1. ## integration check!

$\displaystyle \int (4sec^2(5x-6)+7sec(9-8x)tan(9-8x)) dx$

$\displaystyle = \frac {-7}{8}sec(9 - 8x) - \frac {4}{5}tan(6 - 5x)$

is this correct? thanks

2. Originally Posted by jvignacio
$\displaystyle \int (4sec^2(5x-6)+7sec(9-8x)tan(9-8x)) dx$

$\displaystyle = \frac {-7}{8}sec(9 - 8x) - \frac {4}{5}tan(6 - 5x)$

is this correct? thanks
you are forgetting a +C, but other than that, it looks good.

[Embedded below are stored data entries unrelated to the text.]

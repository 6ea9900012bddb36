//! Runs one batch end-to-end through the standard pipeline.
//!
//! Owns the per-batch wiring: path layout, project config, logger,
//! context, and a fresh `BatchState`. Callers hand it a `BatchSpec`
//! and get back a `BatchResult`.

use std::sync::Arc;

use crate::config::{ProjectConfig, Settings};
use crate::logging::{BatchLogger, LogConfig, UiLogCallback};
use crate::models::BatchSpec;
use crate::project::BatchPaths;

use super::create_standard_pipeline;
use super::types::{BatchState, Context, ProgressCallback};

/// First step number of the standard pipeline.
pub const FIRST_STEP: u32 = 1;

/// Last step number of the standard pipeline.
pub const LAST_STEP: u32 = 8;

/// Outcome of one batch run.
#[derive(Debug, Clone)]
pub struct BatchResult {
    /// Batch name.
    pub batch_name: String,
    /// Whether every executed step succeeded.
    pub success: bool,
    /// First failure message, if any.
    pub error: Option<String>,
    /// Step numbers that completed successfully.
    pub steps_completed: Vec<u32>,
}

impl BatchResult {
    fn failed(batch_name: String, error: String) -> Self {
        Self {
            batch_name,
            success: false,
            error: Some(error),
            steps_completed: Vec::new(),
        }
    }
}

/// Drives the standard pipeline for one batch at a time.
pub struct BatchRunner {
    settings: Settings,
}

impl BatchRunner {
    /// Create a runner with the given application settings.
    pub fn new(settings: Settings) -> Self {
        Self { settings }
    }

    /// Run the full pipeline (steps 1 through 8) for a batch.
    pub fn process_batch(
        &self,
        spec: BatchSpec,
        ui_callback: Option<UiLogCallback>,
        progress_callback: Option<ProgressCallback>,
    ) -> BatchResult {
        self.run_range(
            spec,
            FIRST_STEP,
            LAST_STEP,
            false,
            ui_callback,
            progress_callback,
        )
    }

    /// Run a step range for a batch (partial runs, resumes, dry runs).
    pub fn run_range(
        &self,
        spec: BatchSpec,
        start_step: u32,
        end_step: u32,
        dry_run: bool,
        ui_callback: Option<UiLogCallback>,
        progress_callback: Option<ProgressCallback>,
    ) -> BatchResult {
        let batch_name = spec.name.clone();
        tracing::info!(
            batch = %batch_name,
            start_step,
            end_step,
            dry_run,
            "Starting batch run"
        );

        let paths = BatchPaths::new(&spec.root);
        if let Err(e) = paths.ensure_layout() {
            tracing::error!(batch = %batch_name, error = %e, "Could not create batch layout");
            return BatchResult::failed(batch_name, format!("Could not create batch layout: {}", e));
        }

        let config = match ProjectConfig::load_or_create(paths.project_file()) {
            Ok(config) => Arc::new(config),
            Err(e) => {
                tracing::error!(batch = %batch_name, error = %e, "Could not open project file");
                return BatchResult::failed(batch_name, format!("Could not open project file: {}", e));
            }
        };

        let log_config = LogConfig {
            compact: self.settings.logging.compact,
            progress_step: self.settings.logging.progress_step,
            error_tail: self.settings.logging.error_tail as usize,
            ..LogConfig::default()
        };
        let logger = match BatchLogger::new(&batch_name, paths.logs_dir(), log_config, ui_callback)
        {
            Ok(logger) => Arc::new(logger),
            Err(e) => {
                tracing::error!(batch = %batch_name, error = %e, "Could not create batch logger");
                return BatchResult::failed(batch_name, format!("Could not create batch logger: {}", e));
            }
        };

        let mut ctx = Context::new(spec, self.settings.clone(), paths, config, logger);
        if let Some(callback) = progress_callback {
            ctx = ctx.with_progress_callback(callback);
        }

        let pipeline = create_standard_pipeline();
        let mut state = BatchState::new(&batch_name);

        match pipeline.run(&ctx, &mut state, start_step, end_step, dry_run) {
            Ok(result) => {
                if result.success {
                    tracing::info!(
                        batch = %batch_name,
                        steps = ?result.steps_completed,
                        "Batch run finished"
                    );
                } else {
                    tracing::warn!(
                        batch = %batch_name,
                        error = %result.error_message,
                        "Batch run failed"
                    );
                }
                BatchResult {
                    batch_name,
                    success: result.success,
                    error: if result.success {
                        None
                    } else {
                        Some(result.error_message)
                    },
                    steps_completed: result.steps_completed,
                }
            }
            Err(e) => {
                tracing::error!(batch = %batch_name, error = %e, "Batch run aborted");
                BatchResult::failed(batch_name, e.to_string())
            }
        }
    }
}

#[cfg(test)]
mod tests {
    use super::*;
    use crate::orchestrator::steps::{testing, CSV_FILE, WORKSHEET_FILE};
    use tempfile::tempdir;

    #[test]
    fn runs_worksheet_through_encoding() {
        let dir = tempdir().unwrap();
        let root = dir.path().join("batch_001");
        std::fs::create_dir_all(root.join("source")).unwrap();
        testing::write_rgb_image(&root.join("source"), "scan_0001.png", 8, 8);

        let runner = BatchRunner::new(Settings::default());
        let result = runner.run_range(
            BatchSpec::new("batch_001", &root),
            1,
            3,
            false,
            None,
            None,
        );

        assert!(result.success, "error: {:?}", result.error);
        assert_eq!(result.steps_completed, vec![1, 2, 3]);
        assert!(root.join("output/step1").join(WORKSHEET_FILE).is_file());
        assert!(root.join("output/step2").join(CSV_FILE).is_file());
        assert!(root.join("output/step3").join(CSV_FILE).is_file());

        // Completion flags are persisted in the project file
        let content = std::fs::read_to_string(root.join("project.json")).unwrap();
        assert!(content.contains("\"1\": true"));
        assert!(content.contains("\"3\": true"));
    }

    #[test]
    fn dry_run_touches_nothing() {
        let dir = tempdir().unwrap();
        let root = dir.path().join("batch_001");
        std::fs::create_dir_all(root.join("source")).unwrap();
        testing::write_rgb_image(&root.join("source"), "scan_0001.png", 8, 8);

        let runner = BatchRunner::new(Settings::default());
        let result = runner.run_range(
            BatchSpec::new("batch_001", &root),
            FIRST_STEP,
            LAST_STEP,
            true,
            None,
            None,
        );

        assert!(result.success);
        assert!(result.steps_completed.is_empty());
        assert!(!root.join("output/step1").exists());
    }

    #[test]
    fn empty_batch_fails_at_step_one() {
        let dir = tempdir().unwrap();
        let root = dir.path().join("batch_001");

        let runner = BatchRunner::new(Settings::default());
        let result = runner.run_range(
            BatchSpec::new("batch_001", &root),
            1,
            3,
            false,
            None,
            None,
        );

        assert!(!result.success);
        assert!(result.steps_completed.is_empty());
        assert!(result.error.unwrap().contains("No images"));
    }
}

i will say that you have something weird here though. it seems counter-intuitive that you would integrate backwards here. and that you would change the angle of the tangent by a factor of -1 and take the negative of the function

had i done the problem, it would look like $\displaystyle \frac 45 \tan (5x - 6) - \frac 78 \sec (9 - 8x) + C$

3. Originally Posted by Jhevon
you are forgetting a +C, but other than that, it looks good.

i will say that you have something weird here though. it seems counter-intuitive that you would integrate backwards here. and that you would change the angle of the tangent by a factor of -1 and take the negative of the function

had i done the problem, it would look like $\displaystyle \frac 45 \tan (5x - 6) - \frac 78 \sec (9 - 8x) + C$
very true. thank you